**** INFORMATION ****

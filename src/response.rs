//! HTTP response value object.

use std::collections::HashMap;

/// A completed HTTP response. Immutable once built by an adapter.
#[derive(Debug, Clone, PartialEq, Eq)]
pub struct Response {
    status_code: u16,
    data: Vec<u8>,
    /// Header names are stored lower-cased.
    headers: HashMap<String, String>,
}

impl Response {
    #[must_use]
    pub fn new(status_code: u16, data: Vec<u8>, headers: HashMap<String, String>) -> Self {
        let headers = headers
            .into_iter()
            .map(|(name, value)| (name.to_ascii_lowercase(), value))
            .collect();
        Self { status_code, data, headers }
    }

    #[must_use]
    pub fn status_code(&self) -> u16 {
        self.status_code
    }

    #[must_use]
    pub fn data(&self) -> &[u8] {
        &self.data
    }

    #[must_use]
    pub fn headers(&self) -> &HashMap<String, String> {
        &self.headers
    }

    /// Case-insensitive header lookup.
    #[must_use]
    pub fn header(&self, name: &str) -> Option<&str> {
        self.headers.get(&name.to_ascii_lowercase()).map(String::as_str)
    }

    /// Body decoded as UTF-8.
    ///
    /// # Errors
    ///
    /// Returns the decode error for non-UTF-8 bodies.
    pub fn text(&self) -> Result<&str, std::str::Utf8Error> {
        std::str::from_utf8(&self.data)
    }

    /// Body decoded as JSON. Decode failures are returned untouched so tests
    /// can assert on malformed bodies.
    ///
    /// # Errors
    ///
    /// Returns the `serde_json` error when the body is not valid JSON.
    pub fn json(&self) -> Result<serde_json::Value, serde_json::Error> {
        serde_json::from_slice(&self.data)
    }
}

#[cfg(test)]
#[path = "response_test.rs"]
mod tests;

****
**** INFORMATION ****

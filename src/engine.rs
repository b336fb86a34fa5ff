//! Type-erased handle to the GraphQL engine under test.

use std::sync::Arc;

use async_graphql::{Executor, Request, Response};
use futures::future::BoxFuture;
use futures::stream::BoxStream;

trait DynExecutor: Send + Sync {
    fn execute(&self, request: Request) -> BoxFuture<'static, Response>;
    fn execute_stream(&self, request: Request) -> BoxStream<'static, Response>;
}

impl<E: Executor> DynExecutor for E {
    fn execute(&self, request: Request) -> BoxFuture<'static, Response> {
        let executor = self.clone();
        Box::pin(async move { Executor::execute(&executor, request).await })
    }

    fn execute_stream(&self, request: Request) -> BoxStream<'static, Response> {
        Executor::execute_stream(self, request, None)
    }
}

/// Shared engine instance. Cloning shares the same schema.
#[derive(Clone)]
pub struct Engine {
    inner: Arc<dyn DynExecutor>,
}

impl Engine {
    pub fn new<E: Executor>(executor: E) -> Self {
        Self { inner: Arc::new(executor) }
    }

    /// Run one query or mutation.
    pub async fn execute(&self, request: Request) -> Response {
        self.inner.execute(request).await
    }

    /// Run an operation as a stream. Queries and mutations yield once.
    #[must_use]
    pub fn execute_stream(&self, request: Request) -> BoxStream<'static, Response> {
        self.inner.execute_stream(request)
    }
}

****

WHAT THIS TASK INVOLVES: The expected result is every line above containing the string "once".

RESPONSE FOR THIS EXERCISE:
/// A completed HTTP response. Immutable once built by an adapter.
    /// Run an operation as a stream. Queries and mutations yield once.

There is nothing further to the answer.